The Delhi High Court on June 15, granted bail to three student activists, Devangana Kalita, Natasha Narwal and Asif Iqbal Tanha who were booked under the UAPA law. The bail comes after a year in jail. They were booked under north east Delhi riots conspiracy case.
HC observed that the “line between the constitutionally guaranteed right to protest and terrorist activity seems to be getting somewhat blurred.”
A bench of Justices Anup Jairam Bhambani and Siddharth Mridul granted bail to the accused activists. The bench noted that the allegations against them do not disclose the commission of any offence under Sections 15 (Terrorist act), 17 (Punishment for raising funds for terrorist act) and 18 (Punishment for conspiracy) of the UAPA. The High Court held that therefore, the additional conditions, limitations and restrictions on grant of bail under Section 43D(5) UAPA do not apply.
In Iqbal’s order, HC noted that in the chargesheet there were no specific allegations other than “those sought to be spun by mere grandiloquence”.
“We are constrained to express that it seems, that in its anxiety to suppress dissent, in the mind of the State, the line between the constitutionally guaranteed right to protest and terrorist activity seems to be getting somewhat blurred. If this mindset gains traction, it would be a sad day for democracy,” the order read.
The three accused in Delhi riots were ordered to make a personal bond of Rs 50,000 each with two sureties. The court also directed them to not to leave the country, share their mobile numbers with the local SHO, and not to contact prosecution witnesses or tamper with evidence.
Their lawyer, Adit Pujari said, Kalita and Narwal, both pursuing their M Phil-PHD programmes at JNU, will be released from jail. Narwal is facing trial in three cases and Kalita in four cases. They have been granted bail in all cases.
Tanha’s lawyer, Sowjhanya Shankaran said that he has been accused in the UAPA case and in a Jamia riots case. He has been granted bail in both cases.

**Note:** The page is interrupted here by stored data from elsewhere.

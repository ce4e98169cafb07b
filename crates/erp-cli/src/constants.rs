//! Constants used throughout the CLI.

/// Exit codes for the CLI.
///
/// These follow common Unix conventions:
/// - 0: Success
/// - 1: General error (anything not classified below)
/// - 2: Usage error (reported by clap)
/// - 3+: Application-specific errors
pub mod exit_codes {
    /// Record, config or report not found.
    pub const NOT_FOUND: i32 = 3;

    /// Invalid user input, record contents or configuration.
    pub const INVALID_INPUT: i32 = 4;

    /// The change was applied in memory but the backend rejected the write.
    pub const WRITE_FAILED: i32 = 5;
}

/// Environment variable naming an explicit config file.
pub const CONFIG_ENV: &str = "ERP_CONFIG";

/// Environment variable holding a `tracing` filter directive.
pub const LOG_ENV: &str = "ERP_LOG";

/// Directory name used under the XDG config and data homes.
pub const APP_DIR: &str = "erp";

/// Database file name used by the sqlite adapter by default.
pub const SQLITE_FILE: &str = "erp.sqlite";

The High Court said the allegations relating to organising of ‘chakka jaam’, inflammatory speeches, instigating women to protest and to stocking various articles, “in our view, at worst, are evidence that the appellant participated in organising protests, but we can discern no specific or particularised allegation, much less any material to bear out the allegation, that the appellant incited violence.” On these merits Narwal and Kalita were granted bail.
A month ago, Natasha was denied bail when her father got COVID-19 positive. She was granted bail after the demise of her father to perform his last rites.
Relying on old Supreme Court judgments, the HC observed that “protests against Governmental and Parliamentary actions are legitimate; and though such protests are expected to be peaceful and non-violent, it is not uncommon for protesters to push the limits permissible in law.”
HC noted while deciding Tanha’s bail in Delhi riots case that “apart from militating against the presumption of innocence, pre-trial detention would lead to needless psychological and physical deprivations.”
The High Court observed that Tanha has also been granted bail by a sessions court in the Jamia riots case in 2020, and stated that in its view, “there also appears to be an overlap between the so-called larger conspiracy, acts and omissions alleged against the appellant in the said other FIR”.
In the court’s view, the definition of ‘terrorist act’ in Section 15 UAPA is wide and somewhat vague.